── Study material
pub mod health;

use axum::{
    routing::{get, post},
    Router,
};

use crate::audit::handlers;
use crate::state::AppState;

pub fn build_router(state: AppState) -> Router {
    Router::new()
        .route("/health", get(health::health_handler))
        // Reports
        .route("/api/v1/reports/basic", post(handlers::handle_basic_report))
        .route("/api/v1/reports/ai", post(handlers::handle_ai_report))
        .route("/api/v1/reports/weekly", post(handlers::handle_weekly_report))
        // Rescue tools
        .route("/api/v1/tools", post(handlers::handle_run_tool))
        .with_state(state)
}
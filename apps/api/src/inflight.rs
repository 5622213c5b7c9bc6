//! One action in flight per form.
//!
//! The browser disables its buttons while a request is pending; this is the
//! server-side half of that rule. Forms are keyed by client name; a blank name
//! is not tracked. The slot is released when the guard drops, whether the
//! action succeeded or failed.

use std::collections::HashSet;
use std::sync::{Arc, Mutex};

use crate::errors::AppError;

#[derive(Debug, Default, Clone)]
pub struct InFlight {
    active: Arc<Mutex<HashSet<String>>>,
}

impl InFlight {
    pub fn new() -> Self {
        Self::default()
    }

    /// Claims the slot for `form`, or fails with `Busy` if it is taken.
    pub fn acquire(&self, form: &str) -> Result<InFlightGuard, AppError> {
        let form = form.trim();
        if form.is_empty() {
            return Ok(InFlightGuard {
                active: Arc::clone(&self.active),
                form: None,
            });
        }
        let mut active = self.active.lock().unwrap_or_else(|e| e.into_inner());
        if !active.insert(form.to_string()) {
            tracing::debug!("Rejected concurrent action for form '{form}'");
            return Err(AppError::Busy);
        }
        Ok(InFlightGuard {
            active: Arc::clone(&self.active),
            form: Some(form.to_string()),
        })
    }

    #[cfg(test)]
    pub fn is_busy(&self, form: &str) -> bool {
        self.active
            .lock()
            .map(|active| active.contains(form))
            .unwrap_or(false)
    }
}

#[derive(Debug)]
pub struct InFlightGuard {
    active: Arc<Mutex<HashSet<String>>>,
    form: Option<String>,
}

impl Drop for InFlightGuard {
    fn drop(&mut self) {
        if let Some(form) = self.form.take() {
            let mut active = self.active.lock().unwrap_or_else(|e| e.into_inner());
            active.remove(&form);
        }
    }
}

#[cfg(test)]
mod tests {
    use super::*;

    #[test]
    fn test_second_acquire_for_same_form_is_busy() {
        let inflight = InFlight::new();
        let _guard = inflight.acquire("山田工務店").unwrap();
        assert!(matches!(inflight.acquire("山田工務店"), Err(AppError::Busy)));
    }

    #[test]
    fn test_different_forms_do_not_block_each_other() {
        let inflight = InFlight::new();
        let _a = inflight.acquire("a").unwrap();
        assert!(inflight.acquire("b").is_ok());
    }

    #[test]
    fn test_blank_form_is_not_tracked() {
        let inflight = InFlight::new();
        let _a = inflight.acquire("").unwrap();
        assert!(inflight.acquire("  ").is_ok());
        assert!(!inflight.is_busy(""));
    }

    #[test]
    fn test_slot_is_released_on_drop() {
        let inflight = InFlight::new();
        {
            let _guard = inflight.acquire("a").unwrap();
            assert!(inflight.is_busy("a"));
        }
        assert!(!inflight.is_busy("a"));
        assert!(inflight.acquire("a").is_ok());
    }
}
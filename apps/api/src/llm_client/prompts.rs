// Shared prompt fragments.
// Each module that talks to the generator keeps its own prompts.rs;
// this file holds the pieces every prompt reuses.

/// Terms the auditor persona must never use: analytics jargon the owner
/// does not know, and alarming words that read as a verdict on the business.
pub const FORBIDDEN_TERMS: &[&str] = &[
    "CVR",
    "CTR",
    "セッション",
    "エンゲージメント",
    "インプレッション",
    "コンバージョン",
    "最悪",
    "致命的",
    "危機",
    "絶望的",
    "失敗",
];

/// Safety block embedded in every rescue-tool system instruction.
pub const SAFETY_INSTRUCTION: &str = "\
厳守事項：
- 「日本一」「絶対」「必ず」「業界No.1」「100%」などの最上級・断定表現は使わない。
- 事実として確認できないことを書かない。
- 依頼されていない年齢・性別・国籍などの属性で対象を絞り込む表現は使わない。";

/// Renders the forbidden-term list as a single instruction line.
pub fn forbidden_terms_instruction() -> String {
    format!(
        "次の言葉は一切使用禁止です：{}",
        FORBIDDEN_TERMS.join("、")
    )
}

/// Forbidden terms present in `text`.
///
/// Used only to report non-compliant generator output; the text itself is
/// passed through unchanged.
pub fn find_forbidden_terms(text: &str) -> Vec<&'static str> {
    let upper = text.to_uppercase();
    FORBIDDEN_TERMS
        .iter()
        .copied()
        .filter(|term| upper.contains(&term.to_uppercase()))
        .collect()
}
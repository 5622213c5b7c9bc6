//! Prompt assembly, one builder per prompt kind.
//!
//! Every builder validates its required fields before rendering, so a prompt
//! that reaches the generator is always complete. Assembly is pure: no I/O,
//! no generator call.

use serde::Serialize;

use crate::audit::classifier::REPORT_SIGNATURE;
use crate::audit::prompts::*;
use crate::audit::tools::ToolRequest;
use crate::audit::trend::{
    classify_with_trend, success_threshold, Delta, TrendDeltas, APPLICATIONS_UNIT, CLICKS_UNIT,
    VISITS_UNIT,
};
use crate::audit::{classifier, AuditError};
use crate::llm_client::prompts::{forbidden_terms_instruction, SAFETY_INSTRUCTION};
use crate::models::form::{Industry, SourceChannel};

/// System framing plus user data for one generation call.
///
/// Not `Clone`: consumed by the generator call.
#[derive(Debug, PartialEq, Eq, Serialize)]
pub struct PromptBundle {
    pub system_instruction: String,
    pub user_instruction: String,
}

pub trait PromptBuilder {
    /// What validation proves about the builder, handed on to `render`.
    type Checked;

    fn validate(&self) -> Result<Self::Checked, AuditError>;

    fn render(&self, checked: Self::Checked) -> PromptBundle;

    fn build(&self) -> Result<PromptBundle, AuditError> {
        let checked = self.validate()?;
        Ok(self.render(checked))
    }
}

/// Fills `{name}` placeholders in a single pass over `template`.
/// Inserted values are never rescanned; unknown placeholders are left as-is.
fn fill(template: &str, values: &[(&str, &str)]) -> String {
    let mut out = String::with_capacity(template.len());
    let mut rest = template;
    while let Some(start) = rest.find('{') {
        out.push_str(&rest[..start]);
        let after = &rest[start + 1..];
        let hit = after.find('}').and_then(|end| {
            let key = &after[..end];
            values
                .iter()
                .find(|(name, _)| *name == key)
                .map(|(_, value)| (end, *value))
        });
        match hit {
            Some((end, value)) => {
                out.push_str(value);
                rest = &after[end + 1..];
            }
            None => {
                out.push('{');
                rest = after;
            }
        }
    }
    out.push_str(rest);
    out
}

// ────────────────────────────────────────────────────────────────────────────
// AI-tier audit
// ────────────────────────────────────────────────────────────────────────────

#[derive(Debug, Clone)]
pub struct BasicAuditPrompt {
    pub industry: Industry,
    pub source: SourceChannel,
    pub visits: u32,
    pub clicks: u32,
}

impl PromptBuilder for BasicAuditPrompt {
    type Checked = ();

    fn validate(&self) -> Result<(), AuditError> {
        // Counts are parsed into u32 before the builder exists.
        Ok(())
    }

    fn render(&self, _: ()) -> PromptBundle {
        let industry = self.industry.label();
        PromptBundle {
            system_instruction: fill(
                BASIC_AUDIT_SYSTEM_TEMPLATE,
                &[
                    ("industry", industry),
                    ("forbidden_terms", forbidden_terms_instruction().as_str()),
                    ("signature", REPORT_SIGNATURE),
                ],
            ),
            user_instruction: fill(
                BASIC_AUDIT_USER_TEMPLATE,
                &[
                    ("industry", industry),
                    ("visits", self.visits.to_string().as_str()),
                    ("clicks", self.clicks.to_string().as_str()),
                    ("source", self.source.label()),
                ],
            ),
        }
    }
}

// ────────────────────────────────────────────────────────────────────────────
// Weekly comparison report
// ────────────────────────────────────────────────────────────────────────────

#[derive(Debug, Clone, Default)]
pub struct WeeklyReportPrompt {
    pub industry: Industry,
    pub source: SourceChannel,
    pub visits_current: Option<u32>,
    pub clicks_current: Option<u32>,
    pub visits_previous: Option<u32>,
    pub clicks_previous: Option<u32>,
    pub applications: Option<u32>,
    pub recent_changes: Option<String>,
}

/// The four counts a weekly report cannot do without.
#[derive(Debug, Clone, Copy, PartialEq, Eq)]
pub struct WeeklyCounts {
    pub visits_current: u32,
    pub clicks_current: u32,
    pub visits_previous: u32,
    pub clicks_previous: u32,
}

impl WeeklyReportPrompt {
    fn render_facts(&self, trend: &TrendDeltas) -> String {
        let mut lines = Vec::new();

        let ratio = |delta: &Delta| match delta.percent_change() {
            Some(p) if !trend.ratios_suppressed => format!("（前週比{p:+}%）"),
            _ => String::new(),
        };

        lines.push(format!(
            "- LP訪問数：今週{}{VISITS_UNIT}／前週{}{VISITS_UNIT}（差 {}）{}",
            trend.visits.current,
            trend.visits.previous,
            trend.visits.render(VISITS_UNIT),
            ratio(&trend.visits)
        ));
        lines.push(format!(
            "- LINE/電話ボタンのクリック数：今週{}{CLICKS_UNIT}／前週{}{CLICKS_UNIT}（差 {}）{}",
            trend.clicks.current,
            trend.clicks.previous,
            trend.clicks.render(CLICKS_UNIT),
            ratio(&trend.clicks)
        ));
        if let Some(rate) = classifier::rate_per_hundred(trend.visits.current, trend.clicks.current)
        {
            lines.push(format!("- 今週、100人が見たときに反応する人数：{rate}人"));
        }
        if let Some(applications) = trend.applications {
            lines.push(format!("- 今週の応募数：{applications}{APPLICATIONS_UNIT}"));
        }
        if let Some(changes) = self
            .recent_changes
            .as_deref()
            .map(str::trim)
            .filter(|c| !c.is_empty())
        {
            lines.push(format!("- 今週変えたこと：{changes}"));
        }
        if trend.ratios_suppressed {
            lines.push("- 前週が0の項目があるため、前週比は出さない。".to_string());
        }
        lines.push(format!(
            "- 来週の成功ライン：クリック数 {}",
            success_threshold(trend.clicks.current, trend.ratios_suppressed)
        ));

        lines.join("\n")
    }
}

impl PromptBuilder for WeeklyReportPrompt {
    type Checked = WeeklyCounts;

    fn validate(&self) -> Result<WeeklyCounts, AuditError> {
        let require = |value: Option<u32>, field: &'static str| {
            value.ok_or(AuditError::MissingRequiredField { field })
        };
        Ok(WeeklyCounts {
            visits_current: require(self.visits_current, "visits_current")?,
            clicks_current: require(self.clicks_current, "clicks_current")?,
            visits_previous: require(self.visits_previous, "visits_previous")?,
            clicks_previous: require(self.clicks_previous, "clicks_previous")?,
        })
    }

    fn render(&self, counts: WeeklyCounts) -> PromptBundle {
        let trend = classify_with_trend(
            counts.visits_current,
            counts.clicks_current,
            counts.visits_previous,
            counts.clicks_previous,
            self.applications,
        );
        let industry = self.industry.label();

        PromptBundle {
            system_instruction: fill(
                WEEKLY_REPORT_SYSTEM_TEMPLATE,
                &[
                    ("industry", industry),
                    ("forbidden_terms", forbidden_terms_instruction().as_str()),
                    ("signature", REPORT_SIGNATURE),
                ],
            ),
            user_instruction: format!(
                "業種：{industry}\n主な流入元：{}\n\n確定した事実（計算済み。数字を変えないこと）：\n{}",
                self.source.label(),
                self.render_facts(&trend)
            ),
        }
    }
}

// ────────────────────────────────────────────────────────────────────────────
// Rescue tools
// ────────────────────────────────────────────────────────────────────────────

#[derive(Debug, Clone)]
pub struct ToolPrompt {
    pub industry: Industry,
    pub source: SourceChannel,
    pub request: ToolRequest,
}

impl PromptBuilder for ToolPrompt {
    type Checked = ();

    fn validate(&self) -> Result<(), AuditError> {
        self.request.validate()
    }

    fn render(&self, _: ()) -> PromptBundle {
        let (system_template, user_instruction) = match &self.request {
            ToolRequest::TitleGeneration { job_type } => (
                TITLE_SYSTEM_TEMPLATE,
                fill(
                    TITLE_USER_TEMPLATE,
                    &[("job_type", job_type.trim()), ("source", self.source.label())],
                ),
            ),
            ToolRequest::TextRewrite { original_text } => (
                REWRITE_SYSTEM_TEMPLATE,
                fill(REWRITE_USER_TEMPLATE, &[("original_text", original_text.trim())]),
            ),
            ToolRequest::PhotoDirection { photo_appeal } => (
                PHOTO_SYSTEM_TEMPLATE,
                fill(PHOTO_USER_TEMPLATE, &[("photo_appeal", photo_appeal.trim())]),
            ),
            ToolRequest::ReplyDraft {
                reply_type,
                reply_details,
            } => {
                let reply_type = reply_type
                    .as_deref()
                    .map(str::trim)
                    .filter(|t| !t.is_empty())
                    .unwrap_or(DEFAULT_REPLY_TYPE);
                (
                    REPLY_SYSTEM_TEMPLATE,
                    fill(
                        REPLY_USER_TEMPLATE,
                        &[
                            ("reply_type", reply_type),
                            ("reply_details", reply_details.trim()),
                        ],
                    ),
                )
            }
            ToolRequest::InterviewQuestions { target_persona } => (
                INTERVIEW_SYSTEM_TEMPLATE,
                fill(INTERVIEW_USER_TEMPLATE, &[("target_persona", target_persona.trim())]),
            ),
        };

        PromptBundle {
            system_instruction: fill(
                system_template,
                &[
                    ("industry", self.industry.label()),
                    ("safety", SAFETY_INSTRUCTION),
                ],
            ),
            user_instruction,
        }
    }
}

// ────────────────────────────────────────────────────────────────────────────
// Entry point
// ────────────────────────────────────────────────────────────────────────────

#[derive(Debug, Clone)]
pub enum PromptRequest {
    BasicAudit(BasicAuditPrompt),
    WeeklyReport(WeeklyReportPrompt),
    Tool(ToolPrompt),
}

/// Validates and renders any prompt kind.
pub fn assemble_prompt(request: &PromptRequest) -> Result<PromptBundle, AuditError> {
    match request {
        PromptRequest::BasicAudit(p) => p.build(),
        PromptRequest::WeeklyReport(p) => p.build(),
        PromptRequest::Tool(p) => p.build(),
    }
}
────
Report every line of the data above that contains the string "kind" by copying it in full.

//! Prompt assembly, one builder per prompt kind.
/// Validates and renders any prompt kind.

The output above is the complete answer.